Les autorités locales ont fait état d'un quatrième décès, celui d'un homme né en 1962, lors de ces frappes dévastatrices. La souffrance ne s'arrête pas là : dans la région de Zaporijjia, un homme de 48 ans a perdu la vie suite à une attaque de drone visant un immeuble résidentiel.
D'autres attaques ont eu lieu, notamment dans la région d'Odessa, où un civil a été tué et six autres blessés, dont trois grièvement, selon les services de secours. Les frappes de Moscou s'intensifient, provoquant un climat de peur parmi les civils. Les autorités ukrainiennes condamnent ces actes, les qualifiant de frappes délibérées contre des cibles non militaires.
La Russie intensifie ses bombardements sur les infrastructures essentielles ukrainiennes, notamment le réseau énergétique, rendant des centaines de milliers de personnes vulnérables à l'hiver rigoureux. Selon un rapport du ministère de l'Énergie, ces attaques visent à priver la population de chauffage et d'électricité, exacerbant la crise humanitaire dans le pays.

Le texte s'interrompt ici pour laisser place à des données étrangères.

impl LinkCard {
    /// Build the creation payload.
    pub fn payload(&self) -> Value {
        let contents = json!({
            "_header1": header_object(&self.title),
            "header1": self.title,
            "link": self.link_url,
            "linkcaption": self.link_caption,
        });
        card_payload(&self.course_id, "link", contents, None, self.sort_order)
    }
}

// ---------------------------------------------------------------------------
// Update path
// ---------------------------------------------------------------------------

/// Partial update for an existing card.
#[derive(Debug, Clone, Default, Deserialize)]
pub struct CardUpdate {
    /// Partial contents; merged shallowly over the card's current contents.
    #[serde(default)]
    pub contents: Option<Map<String, Value>>,
    /// Whether the card is mandatory.
    #[serde(default)]
    pub is_mandatory: Option<bool>,
    /// Position in the course.
    #[serde(default)]
    pub sort_order: Option<i64>,
    /// Whether the card is active.
    #[serde(default)]
    pub is_active: Option<bool>,
    /// New card type. The remote API re-validates on type change and may
    /// drop contents fields incompatible with the new type.
    #[serde(default)]
    pub card_type: Option<String>,
}

impl CardUpdate {
    /// True when no field is set.
    pub fn is_empty(&self) -> bool {
        self.contents.is_none()
            && self.is_mandatory.is_none()
            && self.sort_order.is_none()
            && self.is_active.is_none()
            && self.card_type.is_none()
    }
}

/// Shallow-merge `updates` over `current`: caller-supplied keys win,
/// server-only keys are preserved, nested objects are replaced wholesale.
pub fn merge_contents(current: &Map<String, Value>, updates: &Map<String, Value>) -> Map<String, Value> {
    let mut merged = current.clone();
    for (key, value) in updates {
        merged.insert(key.clone(), value.clone());
    }
    merged
}

/// Apply a partial update to a card.
///
/// Scalar-only updates go straight to a PUT. A contents update first reads
/// the current card so existing fields (AI provenance in particular)
/// survive the write; if that read fails the update aborts with the read
/// error and nothing is written.
///
/// # Errors
///
/// [`Error::Validation`] for an empty update (no network call); otherwise
/// whatever the read or write returns.
pub async fn update_card(client: &ApiClient, card_id: &str, update: CardUpdate) -> Result<Value> {
    if update.is_empty() {
        return Err(Error::validation("No update data provided"));
    }

    let mut body = Map::new();

    if let Some(partial) = &update.contents {
        let current = client.get_card(card_id).await?;
        let current_contents = current
            .get("contents")
            .and_then(Value::as_object)
            .cloned()
            .unwrap_or_default();
        body.insert(
            "contents".to_string(),
            Value::Object(merge_contents(&current_contents, partial)),
        );
    }

    if let Some(mandatory) = update.is_mandatory {
        body.insert("isMandatory".to_string(), json!(mandatory));
    }
    if let Some(sort_order) = update.sort_order {
        body.insert("sortOrder".to_string(), json!(sort_order));
    }
    if let Some(active) = update.is_active {
        body.insert("isActive".to_string(), json!(active));
    }
    if let Some(card_type) = &update.card_type {
        body.insert("cardType".to_string(), json!(card_type));
    }

    client.update_card(card_id, &Value::Object(body)).await
}
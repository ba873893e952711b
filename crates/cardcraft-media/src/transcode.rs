//! Raster re-encoding to lossy WebP.

use cardcraft_core::{Error, Result};

/// Default WebP quality: a good size/fidelity balance for course media.
pub const DEFAULT_QUALITY: u8 = 85;

/// Re-encode arbitrary raster bytes as lossy WebP at the given quality.
///
/// Images with an alpha channel or palette are flattened to plain RGB
/// first; this pipeline never ships translucent WebP. Pure
/// bytes-in/bytes-out: nothing is written on failure.
///
/// # Errors
///
/// [`Error::Upstream`] with stage "image conversion" when the input cannot
/// be decoded.
pub fn to_webp(bytes: &[u8], quality: u8) -> Result<Vec<u8>> {
    let decoded = image::load_from_memory(bytes)
        .map_err(|e| Error::upstream("image conversion", e))?;

    let rgb = decoded.to_rgb8();
    let (width, height) = rgb.dimensions();

    let encoded = webp::Encoder::from_rgb(rgb.as_raw(), width, height).encode(f32::from(quality));
    Ok(encoded.to_vec())
}

#[cfg(test)]
#[allow(clippy::unwrap_used)]
mod tests {
    use super::*;
    use std::io::Cursor;

    fn png_with_alpha() -> Vec<u8> {
        let img = image::RgbaImage::from_pixel(8, 8, image::Rgba([200, 40, 40, 128]));
        let mut buf = Cursor::new(Vec::new());
        image::DynamicImage::ImageRgba8(img)
            .write_to(&mut buf, image::ImageFormat::Png)
            .unwrap();
        buf.into_inner()
    }

    fn is_webp(bytes: &[u8]) -> bool {
        bytes.len() > 12 && &bytes[0..4] == b"RIFF" && &bytes[8..12] == b"WEBP"
    }

    #[test]
    fn test_to_webp_flattens_alpha_and_emits_webp() {
        let out = to_webp(&png_with_alpha(), DEFAULT_QUALITY).unwrap();
        assert!(is_webp(&out), "output is not a WebP container");
    }

    #[test]
    fn test_to_webp_handles_opaque_jpeg_input() {
        let img = image::RgbImage::from_pixel(8, 8, image::Rgb([10, 20, 30]));
        let mut buf = Cursor::new(Vec::new());
        image::DynamicImage::ImageRgb8(img)
            .write_to(&mut buf, image::ImageFormat::Jpeg)
            .unwrap();

        let out = to_webp(&buf.into_inner(), 50).unwrap();
        assert!(is_webp(&out));
    }

    #[test]
    fn test_to_webp_rejects_undecodable_bytes() {
        let err = to_webp(b"definitely not an image", DEFAULT_QUALITY).unwrap_err();
        assert!(err.is_upstream());
        assert!(err.to_string().starts_with("image conversion failed"));
    }
}
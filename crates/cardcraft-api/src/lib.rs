//! Cardcraft API — content API adapter and payload builders.
//!
//! This crate owns every interaction with the remote learning-content API:
//!
//! - [`client`]: the authenticated HTTP adapter ([`ApiClient`])
//! - [`courses`]: course creation payloads
//! - [`cards`]: the nine card payload builders, local validation, and the
//!   read-merge-write update path
//!
//! Payload construction is pure; only [`ApiClient`] touches the network.

pub mod cards;
pub mod client;
pub mod courses;

pub use client::ApiClient;
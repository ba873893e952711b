//! Authenticated HTTP adapter for the content API.
//!
//! [`ApiClient`] issues GET/POST/PUT requests with a bearer token and a
//! bounded timeout, returning decoded JSON or a tagged error. There are no
//! retries: a transient failure surfaces to the caller as the terminal
//! result of that call.

use std::time::Duration;

use reqwest::{Method, header};
use serde_json::Value;

use cardcraft_core::settings::ApiSettings;
use cardcraft_core::{Error, Result};

/// Per-request timeout for CRUD calls against the content API.
const REQUEST_TIMEOUT: Duration = Duration::from_secs(30);

/// Authenticated JSON client for the content API.
#[derive(Debug, Clone)]
pub struct ApiClient {
    http: reqwest::Client,
    base_url: String,
    token: String,
}

impl ApiClient {
    /// Create a client from API settings.
    pub fn new(settings: ApiSettings) -> Self {
        Self {
            http: reqwest::Client::new(),
            base_url: settings.base_url,
            token: settings.token,
        }
    }

    /// Issue a request against the content API.
    ///
    /// Only GET, POST, and PUT are supported; any other method is rejected
    /// with a validation error before a connection is opened.
    ///
    /// # Errors
    ///
    /// - [`Error::Validation`] for an unsupported method
    /// - [`Error::Upstream`] for a non-2xx response (carries status and body)
    ///   or an undecodable body
    /// - [`Error::Transport`] for timeouts and connection failures
    pub async fn request(&self, method: Method, path: &str, body: Option<&Value>) -> Result<Value> {
        if method != Method::GET && method != Method::POST && method != Method::PUT {
            return Err(Error::validation(format!(
                "Unsupported HTTP method: {method}"
            )));
        }

        let url = format!("{}{}", self.base_url, path);
        tracing::debug!(%method, %path, "content API request");

        let mut request = self
            .http
            .request(method, &url)
            .bearer_auth(&self.token)
            .header(header::CONTENT_TYPE, "application/json")
            .timeout(REQUEST_TIMEOUT);

        if let Some(body) = body {
            request = request.json(body);
        }

        let response = request.send().await.map_err(Error::transport)?;

        let status = response.status();
        if !status.is_success() {
            let text = response.text().await.unwrap_or_default();
            return Err(Error::upstream(
                "content API request",
                format!("HTTP {status}: {text}"),
            ));
        }

        response
            .json::<Value>()
            .await
            .map_err(|e| Error::upstream("content API request", format!("invalid JSON body: {e}")))
    }

    /// Fetch a course by id.
    pub async fn get_course(&self, course_id: &str) -> Result<Value> {
        self.request(Method::GET, &format!("/api/course?id={course_id}"), None)
            .await
    }

    /// Create a course from a prebuilt payload.
    pub async fn create_course(&self, payload: &Value) -> Result<Value> {
        self.request(Method::POST, "/api/createCourse", Some(payload))
            .await
    }

    /// Fetch a card by id.
    pub async fn get_card(&self, card_id: &str) -> Result<Value> {
        self.request(Method::GET, &format!("/api/card/{card_id}"), None)
            .await
    }

    /// Fetch all cards belonging to a course.
    pub async fn course_cards(&self, course_id: &str) -> Result<Value> {
        self.request(Method::GET, &format!("/api/courses/{course_id}/cards"), None)
            .await
    }

    /// Create a card from a prebuilt payload.
    pub async fn create_card(&self, payload: &Value) -> Result<Value> {
        self.request(Method::POST, "/api/createCard", Some(payload))
            .await
    }

    /// Overwrite card fields with a prebuilt update body.
    pub async fn update_card(&self, card_id: &str, payload: &Value) -> Result<Value> {
        self.request(Method::PUT, &format!("/api/card/{card_id}"), Some(payload))
            .await
    }
}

Des experts, comme le analyste militaire Oleg Zhdanov, affirment que cette stratégie de bombardement est un signe de désespoir de la Russie face aux avancées ukrainiennes sur le terrain. Ils avertissent que la communauté internationale doit intensifier son soutien afin de protéger les civils et empêcher de telles atrocités.